**Task brief:** Begin at the top of the records and copy each line exactly. The line containing "pub struct VsyncClock" is the last one to include.

** Opening Data excerpts block **

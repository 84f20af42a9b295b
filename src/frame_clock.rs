use std::mem;
use std::time::Duration;

use parking_lot::Mutex;
use tokio::runtime::Handle;
use tokio::time::{Instant, sleep_until};
use tracing::warn;

/// Invoked with the monotonic timestamp of the presented frame.
pub type FrameCallback = Box<dyn FnOnce(Duration) + Send + 'static>;

/// Source of single-shot "next frame" notifications.
///
/// Compositor frame APIs fire a callback once for the next presented frame,
/// after which it has to be registered again. Hosts with persistent frame
/// events adapt by holding the callback until their next frame event.
pub trait FrameClock: Send + Sync {
    /// Register `callback` for the next frame only.
    fn request_frame(&self, callback: FrameCallback);
}

/// Refresh rates accepted by [`VsyncClock`]; values outside are clamped.
pub const MIN_REFRESH_HZ: f64 = 1.0;
pub const MAX_REFRESH_HZ: f64 = 1000.0;

/// Timer-driven clock emitting frames on fixed refresh boundaries.
///
/// Requires a tokio runtime; requests made outside one are dropped. A
/// non-finite or non-positive rate falls back to 60Hz.
#[derive(Debug)]
pub struct VsyncClock {
    epoch: Instant,
    period: Duration,
}

impl VsyncClock {
    pub fn new(refresh_hz: f64) -> Self {
        let hz = if refresh_hz.is_finite() && refresh_hz > 0.0 {
            refresh_hz.clamp(MIN_REFRESH_HZ, MAX_REFRESH_HZ)
        } else {
            60.0
        };
        if hz != refresh_hz {
            warn!(requested = refresh_hz, using = hz, "refresh rate out of range");
        }
        Self {
            epoch: Instant::now(),
            period: Duration::from_secs_f64(1.0 / hz),
        }
    }

    pub fn period(&self) -> Duration {
        self.period
    }

    fn next_boundary(&self, now: Instant) -> Duration {
        let since = now.saturating_duration_since(self.epoch);
        let period_nanos = self.period.as_nanos().max(1);
        let ticks = since.as_nanos() / period_nanos + 1;
        Duration::from_nanos((ticks * period_nanos) as u64)
    }
}

impl FrameClock for VsyncClock {
    fn request_frame(&self, callback: FrameCallback) {
        let Ok(handle) = Handle::try_current() else {
            warn!("frame requested outside a tokio runtime; dropping callback");
            return;
        };
        let offset = self.next_boundary(Instant::now());
        let deadline = self.epoch + offset;
        handle.spawn(async move {
            sleep_until(deadline).await;
            callback(offset);
        });
    }
}

/// Clock driven by the host calling [`PumpedFrameClock::pump`] once per frame.
#[derive(Default)]
pub struct PumpedFrameClock {
    pending: Mutex<Vec<FrameCallback>>,
}

impl PumpedFrameClock {
    pub fn new() -> Self {
        Self::default()
    }

    /// Deliver one frame to every registered callback. Callbacks that
    /// re-register are queued for the following pump. Returns how many fired.
    pub fn pump(&self, elapsed: Duration) -> usize {
        let due = mem::take(&mut *self.pending.lock());
        let fired = due.len();
        for callback in due {
            callback(elapsed);
        }
        fired
    }

    pub fn pending(&self) -> usize {
        self.pending.lock().len()
    }
}

impl FrameClock for PumpedFrameClock {
    fn request_frame(&self, callback: FrameCallback) {
        self.pending.lock().push(callback);
    }
}
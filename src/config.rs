use std::{
    fs,
    path::{Path, PathBuf},
    time::Duration,
};

use anyhow::{Context, Result};
use directories::ProjectDirs;
use serde::{Deserialize, Serialize};

use crate::monitor::MonitorSettings;
use crate::stats::ReducerSettings;

fn project_dirs() -> Result<ProjectDirs> {
    ProjectDirs::from("dev", "scrollbench", "scrollbench")
        .context("Unable to resolve platform directories")
}

/// Default location of the benchmark configuration file.
pub fn default_config_path() -> Result<PathBuf> {
    Ok(project_dirs()?.config_dir().join("config.json"))
}

/// User configuration for benchmark runs.
#[derive(Debug, Clone, PartialEq, Serialize, Deserialize)]
#[serde(rename_all = "camelCase")]
pub struct BenchSettings {
    /// Length of each scenario iteration.
    #[serde(default = "default_duration_ms")]
    pub duration_ms: u64,
    #[serde(default = "default_iterations")]
    pub iterations: u32,
    /// Idle time after resetting the surface, before sampling begins.
    #[serde(default = "default_settle_ms")]
    pub settle_ms: u64,
    /// Extra time a scenario gets beyond its duration before it is cancelled.
    #[serde(default = "default_timeout_grace_ms")]
    pub timeout_grace_ms: u64,
    #[serde(default)]
    pub monitor: MonitorSettings,
    #[serde(default)]
    pub reducer: ReducerSettings,
    #[serde(default)]
    pub surface: SurfaceSettings,
    /// Optional override for where reports are written.
    #[serde(default)]
    pub output_dir: Option<PathBuf>,
    #[serde(default)]
    pub traces: TraceSettings,
}

fn default_duration_ms() -> u64 {
    10_000
}

fn default_iterations() -> u32 {
    3
}

fn default_settle_ms() -> u64 {
    500
}

fn default_timeout_grace_ms() -> u64 {
    2_000
}

impl Default for BenchSettings {
    fn default() -> Self {
        Self {
            duration_ms: default_duration_ms(),
            iterations: default_iterations(),
            settle_ms: default_settle_ms(),
            timeout_grace_ms: default_timeout_grace_ms(),
            monitor: MonitorSettings::default(),
            reducer: ReducerSettings::default(),
            surface: SurfaceSettings::default(),
            output_dir: None,
            traces: TraceSettings::default(),
        }
    }
}

/// Simulated surface used by headless runs.
#[derive(Debug, Clone, Copy, PartialEq, Serialize, Deserialize)]
#[serde(rename_all = "camelCase")]
pub struct SurfaceSettings {
    #[serde(default = "default_max_extent")]
    pub max_extent: f64,
    #[serde(default = "default_refresh_hz")]
    pub refresh_hz: f64,
}

fn default_max_extent() -> f64 {
    20_000.0
}

fn default_refresh_hz() -> f64 {
    60.0
}

impl Default for SurfaceSettings {
    fn default() -> Self {
        Self {
            max_extent: default_max_extent(),
            refresh_hz: default_refresh_hz(),
        }
    }
}

/// JSON trace capture.
#[derive(Debug, Clone, PartialEq, Serialize, Deserialize)]
#[serde(rename_all = "camelCase")]
pub struct TraceSettings {
    #[serde(default)]
    pub enabled: bool,
    /// Optional override for the trace directory.
    #[serde(default)]
    pub directory: Option<PathBuf>,
    /// Trace files kept on disk, including the active one.
    #[serde(default = "default_max_trace_files")]
    pub max_files: usize,
}

fn default_max_trace_files() -> usize {
    10
}

impl Default for TraceSettings {
    fn default() -> Self {
        Self {
            enabled: false,
            directory: None,
            max_files: default_max_trace_files(),
        }
    }
}

impl TraceSettings {
    /// Resolve the directory trace files are written to.
    pub fn resolve_directory(&self) -> Result<PathBuf> {
        if let Some(dir) = &self.directory {
            return Ok(dir.clone());
        }
        Ok(project_dirs()?.cache_dir().join("traces"))
    }
}

impl BenchSettings {
    /// Load settings from disk, writing defaults if missing.
    pub fn load_or_default(path: &Path) -> Result<Self> {
        if path.exists() {
            let raw = fs::read_to_string(path)
                .with_context(|| format!("Unable to read config at {}", path.display()))?;
            let parsed: Self = serde_json::from_str(&raw)
                .with_context(|| format!("Malformed config at {}", path.display()))?;
            Ok(parsed)
        } else {
            let settings = Self::default();
            if let Some(parent) = path.parent() {
                fs::create_dir_all(parent).with_context(|| {
                    format!("Failed to create config directory {}", parent.display())
                })?;
            }
            let serialised = serde_json::to_string_pretty(&settings)?;
            fs::write(path, serialised)
                .with_context(|| format!("Failed to write default config to {}", path.display()))?;
            Ok(settings)
        }
    }

    /// Resolve the directory reports are written to.
    pub fn resolve_output_dir(&self) -> Result<PathBuf> {
        if let Some(path) = &self.output_dir {
            return Ok(path.clone());
        }
        Ok(project_dirs()?.data_dir().join("benchmarks"))
    }

    pub fn duration(&self) -> Duration {
        Duration::from_millis(self.duration_ms)
    }

    /// Hard limit for one scenario iteration.
    pub fn scenario_time_limit(&self) -> Duration {
        Duration::from_millis(self.duration_ms.saturating_add(self.timeout_grace_ms))
    }

    pub fn settle(&self) -> Duration {
        Duration::from_millis(self.settle_ms)
    }
}
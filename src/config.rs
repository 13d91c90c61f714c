//! Configuration types for text-to-image conversion.
//!
//! All rendering behaviour is controlled through [`ConversionConfig`], built
//! via its [`ConversionConfigBuilder`]. The defaults reproduce the classic
//! look: opaque black text on a transparent canvas, decoded as codepage 437.

use crate::error::Text2ImgError;
use crate::pipeline::encoding::Codepage;
use image::Rgba;
use std::path::PathBuf;

/// Documents wider or taller than this many character cells are sized by
/// extrapolating the average glyph cell instead of measuring the text.
pub const DEFAULT_APPROXIMATE_THRESHOLD: usize = 2000;

/// Side length (rows and columns) of the synthetic block used to measure
/// the average glyph cell.
pub const DEFAULT_PROBE_BLOCK: usize = 1000;

/// Largest magnification of the built-in bitmap face.
pub const MAX_BUILTIN_SCALE: u32 = 16;

/// Opaque black.
pub const BLACK: Rgba<u8> = Rgba([0, 0, 0, 255]);
/// Opaque white.
pub const WHITE: Rgba<u8> = Rgba([255, 255, 255, 255]);
/// Fully transparent.
pub const TRANSPARENT: Rgba<u8> = Rgba([0, 0, 0, 0]);

/// Which monospace face renders the text.
#[derive(Debug, Clone, PartialEq)]
pub enum FontChoice {
    /// The built-in 8x8 bitmap glyph set, magnified by an integer `scale`.
    Builtin { scale: u32 },
    /// A fixed-pitch TrueType/OpenType font file rendered at `size_px`.
    TrueType { path: PathBuf, size_px: f32 },
}

impl Default for FontChoice {
    fn default() -> Self {
        FontChoice::Builtin { scale: 2 }
    }
}

/// Configuration for a text-to-image conversion.
///
/// # Example
/// ```rust
/// use text2img::ConversionConfig;
///
/// let config = ConversionConfig::builder()
///     .foreground(text2img::config::WHITE)
///     .background(text2img::config::BLACK)
///     .build()
///     .unwrap();
/// ```
#[derive(Debug, Clone)]
pub struct ConversionConfig {
    /// Font used for both measuring and drawing. Default: built-in, scale 2.
    pub font: FontChoice,

    /// Text colour. Default: opaque black.
    pub foreground: Rgba<u8>,

    /// Canvas fill. A zero alpha leaves the canvas transparent. Default: transparent.
    pub background: Rgba<u8>,

    /// Encoding assumed when the caller does not force one. Default: 437.
    pub default_codepage: Codepage,

    /// Cell count on either axis above which sizing switches to the
    /// approximate path. Default: 2000.
    pub approximate_threshold: usize,

    /// Rows and columns of the synthetic measurement block. Default: 1000.
    pub probe_block: usize,

    /// JPEG quality (1–100). Default: 90.
    pub jpeg_quality: u8,
}

impl Default for ConversionConfig {
    fn default() -> Self {
        Self {
            font: FontChoice::default(),
            foreground: BLACK,
            background: TRANSPARENT,
            default_codepage: Codepage::oem_default(),
            approximate_threshold: DEFAULT_APPROXIMATE_THRESHOLD,
            probe_block: DEFAULT_PROBE_BLOCK,
            jpeg_quality: 90,
        }
    }
}

impl ConversionConfig {
    /// Create a new builder for `ConversionConfig`.
    pub fn builder() -> ConversionConfigBuilder {
        ConversionConfigBuilder {
            config: Self::default(),
        }
    }

    /// Check the ranges [`ConversionConfigBuilder::build`] enforces. Fields
    /// are public, so entry points re-check configs built by hand.
    pub fn validate(&self) -> Result<(), Text2ImgError> {
        match &self.font {
            FontChoice::Builtin { scale } if !(1..=MAX_BUILTIN_SCALE).contains(scale) => {
                return Err(Text2ImgError::InvalidConfig(format!(
                    "Bitmap scale must be 1–{MAX_BUILTIN_SCALE}, got {scale}"
                )));
            }
            FontChoice::TrueType { size_px, .. } if !(4.0..=512.0).contains(size_px) => {
                return Err(Text2ImgError::InvalidConfig(format!(
                    "Font size must be 4–512 px, got {size_px}"
                )));
            }
            _ => {}
        }
        if self.approximate_threshold == 0 {
            return Err(Text2ImgError::InvalidConfig(
                "Approximation threshold must be ≥ 1".into(),
            ));
        }
        if self.probe_block == 0 {
            return Err(Text2ImgError::InvalidConfig(
                "Probe block must be ≥ 1".into(),
            ));
        }
        if !(1..=100).contains(&self.jpeg_quality) {
            return Err(Text2ImgError::InvalidConfig(format!(
                "JPEG quality must be 1–100, got {}",
                self.jpeg_quality
            )));
        }
        Ok(())
    }
}

/// Builder for [`ConversionConfig`].
#[derive(Debug)]
pub struct ConversionConfigBuilder {
    config: ConversionConfig,
}

impl ConversionConfigBuilder {
    pub fn font(mut self, font: FontChoice) -> Self {
        self.config.font = font;
        self
    }

    /// Use the built-in bitmap face at the given magnification.
    pub fn builtin_font(self, scale: u32) -> Self {
        self.font(FontChoice::Builtin { scale })
    }

    /// Use a TrueType/OpenType file at the given pixel size.
    pub fn truetype_font(self, path: impl Into<PathBuf>, size_px: f32) -> Self {
        self.font(FontChoice::TrueType {
            path: path.into(),
            size_px,
        })
    }

    pub fn foreground(mut self, color: Rgba<u8>) -> Self {
        self.config.foreground = color;
        self
    }

    pub fn background(mut self, color: Rgba<u8>) -> Self {
        self.config.background = color;
        self
    }

    pub fn default_codepage(mut self, codepage: Codepage) -> Self {
        self.config.default_codepage = codepage;
        self
    }

    pub fn approximate_threshold(mut self, cells: usize) -> Self {
        self.config.approximate_threshold = cells;
        self
    }

    pub fn probe_block(mut self, cells: usize) -> Self {
        self.config.probe_block = cells;
        self
    }

    pub fn jpeg_quality(mut self, quality: u8) -> Self {
        self.config.jpeg_quality = quality;
        self
    }

    /// Build the configuration, validating constraints.
    pub fn build(self) -> Result<ConversionConfig, Text2ImgError> {
        self.config.validate()?;
        Ok(self.config)
    }
}

/// Parse a colour given as `#RRGGBB`, `#RRGGBBAA` or one of the names
/// `black`, `white`, `transparent`.
pub fn parse_color(s: &str) -> Result<Rgba<u8>, Text2ImgError> {
    let s = s.trim();
    match s.to_ascii_lowercase().as_str() {
        "black" => return Ok(BLACK),
        "white" => return Ok(WHITE),
        "transparent" | "none" => return Ok(TRANSPARENT),
        _ => {}
    }

    let invalid = || Text2ImgError::InvalidArguments {
        reason: format!("'{s}' is not a colour (use #RRGGBB, #RRGGBBAA or a name)"),
    };
    let hex = s.strip_prefix('#').ok_or_else(invalid)?;
    if !(hex.len() == 6 || hex.len() == 8) || !hex.is_ascii() {
        return Err(invalid());
    }

    let mut channels = [0u8, 0, 0, 255];
    for (i, slot) in channels.iter_mut().take(hex.len() / 2).enumerate() {
        *slot = u8::from_str_radix(&hex[i * 2..i * 2 + 2], 16).map_err(|_| invalid())?;
    }
    Ok(Rgba(channels))
}
//! Conversion entry points.
//!
//! [`render_text`] is the pure core: bytes in, canvas out, no I/O.
//! [`convert`] wraps it with reading, encoding and writing for a validated
//! [`Job`]; [`convert_to_file`] is the shortcut for two file paths.

use crate::args::Job;
use crate::config::ConversionConfig;
use crate::error::Text2ImgError;
use crate::font::load_face;
use crate::output::{ConversionReport, Rendered};
use crate::pipeline::encoding::{self, Codepage};
use crate::pipeline::input::{self, Source};
use crate::pipeline::sink::{self, Destination};
use crate::pipeline::{encode, metrics, normalize, render};
use std::path::Path;
use std::time::Instant;
use tracing::{debug, info};

/// Decode, normalise, measure and rasterise `bytes`.
///
/// `codepage` forces the encoding; `None` applies BOM detection on top of
/// `config.default_codepage`.
///
/// # Errors
/// - [`Text2ImgError::InvalidConfig`] when `config` fails validation
/// - [`Text2ImgError::FontLoad`] when a TrueType face cannot be loaded
/// - [`Text2ImgError::EmptyCanvas`] when the text measures to zero area
/// - [`Text2ImgError::CanvasTooLarge`] when the canvas cannot be allocated
pub fn render_text(
    bytes: &[u8],
    codepage: Option<Codepage>,
    config: &ConversionConfig,
) -> Result<Rendered, Text2ImgError> {
    config.validate()?;
    let (spec, decoded) = encoding::resolve(bytes, codepage, config.default_codepage);
    let text = normalize::normalize(decoded.as_str());

    let face = load_face(&config.font)?;
    let measurement = metrics::measure(
        &text,
        face.as_ref(),
        config.approximate_threshold,
        config.probe_block,
    );
    let image = render::render(
        &text,
        measurement.canvas,
        face.as_ref(),
        config.foreground,
        config.background,
    )?;

    Ok(Rendered {
        image,
        encoding: spec,
        measurement,
        font: face.describe(),
        fixed_pitch: face.is_fixed_pitch(),
    })
}

/// Run a full conversion: read, render, encode, write.
///
/// Nothing is written unless every earlier stage succeeded.
pub fn convert(job: &Job, config: &ConversionConfig) -> Result<ConversionReport, Text2ImgError> {
    let start = Instant::now();
    info!("Converting {} → {} ({})", job.source, job.destination, job.format);

    let bytes = input::read_source(&job.source)?;
    let rendered = render_text(&bytes, job.codepage, config)?;
    let encoded = encode::encode_image(&rendered.image, job.format, config)?;
    sink::write_output(&job.destination, &encoded)?;

    let canvas = rendered.measurement.canvas;
    info!(
        "Wrote {}x{} {} ({} bytes) in {:.0?}",
        canvas.width,
        canvas.height,
        job.format,
        encoded.len(),
        start.elapsed()
    );

    Ok(ConversionReport {
        source: match &job.source {
            Source::File(p) => p.display().to_string(),
            Source::Stdin => "-".into(),
        },
        destination: job.destination.to_string(),
        format: job.format,
        encoding: rendered.encoding,
        dimensions: rendered.measurement.dimensions,
        strategy: rendered.measurement.strategy,
        canvas,
        font: rendered.font,
        fixed_pitch: rendered.fixed_pitch,
        bytes: encoded.len(),
    })
}

/// Convert the text file at `input` into the image at `output`, with the
/// format taken from `output`'s extension.
///
/// The extension is checked before `input` is opened.
pub fn convert_to_file(
    input: impl AsRef<Path>,
    output: impl AsRef<Path>,
    config: &ConversionConfig,
) -> Result<ConversionReport, Text2ImgError> {
    let job = Job::new(
        Source::File(input.as_ref().to_path_buf()),
        Destination::File(output.as_ref().to_path_buf()),
    )?;
    debug!("Resolved output format {}", job.format);
    convert(&job, config)
}

#[cfg(test)]
mod tests {
    use super::*;
    use crate::pipeline::metrics::MeasureStrategy;

    #[test]
    fn render_text_reports_encoding_and_size() {
        let config = ConversionConfig::default();
        let r = render_text(b"Hi\nthere", None, &config).unwrap();
        assert_eq!(r.encoding.codepage.id(), 437);
        assert_eq!(r.measurement.strategy, MeasureStrategy::Exact);
        assert_eq!(r.image.dimensions(), (80, 32));
        assert!(r.fixed_pitch);
    }

    #[test]
    fn oversized_scale_is_invalid_config() {
        let config = ConversionConfig {
            font: crate::config::FontChoice::Builtin { scale: u32::MAX / 4 },
            ..Default::default()
        };
        let err = render_text(b"x", None, &config).unwrap_err();
        assert!(matches!(err, Text2ImgError::InvalidConfig(_)));
        assert_eq!(err.exit_status(), crate::error::ExitStatus::InvalidArgs);
    }

    #[test]
    fn empty_input_is_render_error() {
        let err = render_text(b"", None, &ConversionConfig::default()).unwrap_err();
        assert_eq!(err.exit_status(), crate::error::ExitStatus::RenderError);
    }

    #[test]
    fn missing_font_fails_before_drawing() {
        let config = ConversionConfig::builder()
            .truetype_font("/no/such/font.ttf", 16.0)
            .build()
            .unwrap();
        let err = render_text(b"x", None, &config).unwrap_err();
        assert!(matches!(err, Text2ImgError::FontLoad { .. }));
    }

    #[test]
    fn bad_extension_fails_before_reading() {
        let err = convert_to_file("/no/such/input.txt", "out.txt", &ConversionConfig::default())
            .unwrap_err();
        assert!(matches!(err, Text2ImgError::UnsupportedOutputFormat { .. }));
    }
}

** Closing Data excerpts block **

**Expected answer:**
repository 84f20af42a9b295b
filename src/frame_clock.rs
use std::mem;
use std::time::Duration;

use parking_lot::Mutex;
use tokio::runtime::Handle;
use tokio::time::{Instant, sleep_until};
use tracing::warn;

/// Invoked with the monotonic timestamp of the presented frame.
pub type FrameCallback = Box<dyn FnOnce(Duration) + Send + 'static>;

/// Source of single-shot "next frame" notifications.
///
/// Compositor frame APIs fire a callback once for the next presented frame,
/// after which it has to be registered again. Hosts with persistent frame
/// events adapt by holding the callback until their next frame event.
pub trait FrameClock: Send + Sync {
    /// Register `callback` for the next frame only.
    fn request_frame(&self, callback: FrameCallback);
}

/// Refresh rates accepted by [`VsyncClock`]; values outside are clamped.
pub const MIN_REFRESH_HZ: f64 = 1.0;
pub const MAX_REFRESH_HZ: f64 = 1000.0;

/// Timer-driven clock emitting frames on fixed refresh boundaries.
///
/// Requires a tokio runtime; requests made outside one are dropped. A
/// non-finite or non-positive rate falls back to 60Hz.
#[derive(Debug)]
pub struct VsyncClock {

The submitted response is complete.